Diffraction grating: a piece of plastic with thousands of equally spaced grooves
etched into it.
Laser emitting red light.
Laser emitting green light at T.A.’s bench.
White light source (incandescent bulb in a black housing).
Graph paper under the apparatus: 1 box = 1 cm.
WARNING!!!NEVER LOOK DOWN THE LASER BEAM AT THE LIGHT SOURCE.
DON'T EVEN THINK ABOUT IT!
A laser is an extremely intense source of light; looking directly at it, even momentarily, can
permanently damage your retina. It is OK to look at laser light reflected off the screen.
THE PRINCIPLE BEHIND YOUNG’S EXPERIMENT
Any wave is characterized by its wavelength λ and its amplitude A (see Figure 1).
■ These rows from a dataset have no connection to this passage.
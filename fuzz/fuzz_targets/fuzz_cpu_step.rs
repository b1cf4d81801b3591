//! Fuzz target for CPU step execution.
//!
//! Builds arbitrary register state and memory contents, executes one
//! instruction, and checks the invariants that must hold afterwards.

#![no_main]

use arbitrary::Arbitrary;
use libfuzzer_sys::fuzz_target;
use mos6502::{Cpu, FlatMemory, MemoryBus, Registers};

/// Arbitrary register file for fuzzing
#[derive(Debug, Arbitrary)]
struct FuzzRegisters {
    a: u8,
    x: u8,
    y: u8,
    sp: u8,
    status: u8,
}

/// Memory regions seeded from fuzz input
#[derive(Debug, Arbitrary)]
struct FuzzMemory {
    /// Bytes at the PC location (opcode + operands)
    instruction_bytes: [u8; 3],
    /// Zero page contents
    zero_page: [u8; 256],
    /// Stack page contents
    stack_page: [u8; 256],
    /// Region at 0x4000 for absolute addressing
    main_memory: [u8; 256],
}

#[derive(Debug, Arbitrary)]
struct FuzzInput {
    registers: FuzzRegisters,
    memory: FuzzMemory,
}

fuzz_target!(|input: FuzzInput| {
    let mut memory = FlatMemory::new();

    memory.write_range(0x0000, &input.memory.zero_page);
    memory.write_range(0x0100, &input.memory.stack_page);
    memory.write_range(0x4000, &input.memory.main_memory);
    memory.write_range(0x8000, &input.memory.instruction_bytes);

    // IRQ/BRK vector
    memory.write_word(0xFFFE, 0x9000);

    let mut cpu = Cpu::new(memory);
    cpu.load_image(
        Some(Registers {
            pc: 0x8000,
            sp: input.registers.sp,
            status: input.registers.status,
            a: input.registers.a,
            x: input.registers.x,
            y: input.registers.y,
            cycles: 0,
        }),
        None,
    );

    // Undefined opcodes may error; nothing may panic.
    let result = cpu.step();

    // Invariants that hold no matter what executed
    assert_eq!(cpu.status() & 0x20, 0x20, "unused bit must read 1");
    match result {
        Ok(cycles) => assert!(cycles >= 2, "every instruction costs cycles"),
        Err(_) => assert_eq!(cpu.cycles(), 0, "failed dispatch consumes nothing"),
    }
});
At different places in space, the wave takes different values: thus, at a crest the wave has
value +A; one-quarter of a cycle (i.e. a distance λ/4) farther ahead, the wave has value 0;
another quarter of a cycle farther ahead, the wave is in a trough and hence has value -A; still
another quarter of a cycle farther ahead, the wave again has value 0; and finally, another
quarter of a cycle farther ahead, we have arrived at another crest and the wave again has the
value +A.1 The point in the cycle where the wave happens to be (at a particular point in
space) --- crest, trough, or somewhere in-between --- is called the phase of the wave.
1
You might wonder, what are these "values"? Are they distances, or speeds, or what? The answer
depends on the nature of the wave. For waves on a string, the "value" of the wave is the displacement of the
string from its resting position; it is therefore a distance (measured in meters). For sound waves, the"value" is
the air pressure at a particular point in space. For light waves, the "value" turns out to be an electric (or
magnetic) field. None of our reasoning in this lab will depend on the precise nature of the "value" of the wave.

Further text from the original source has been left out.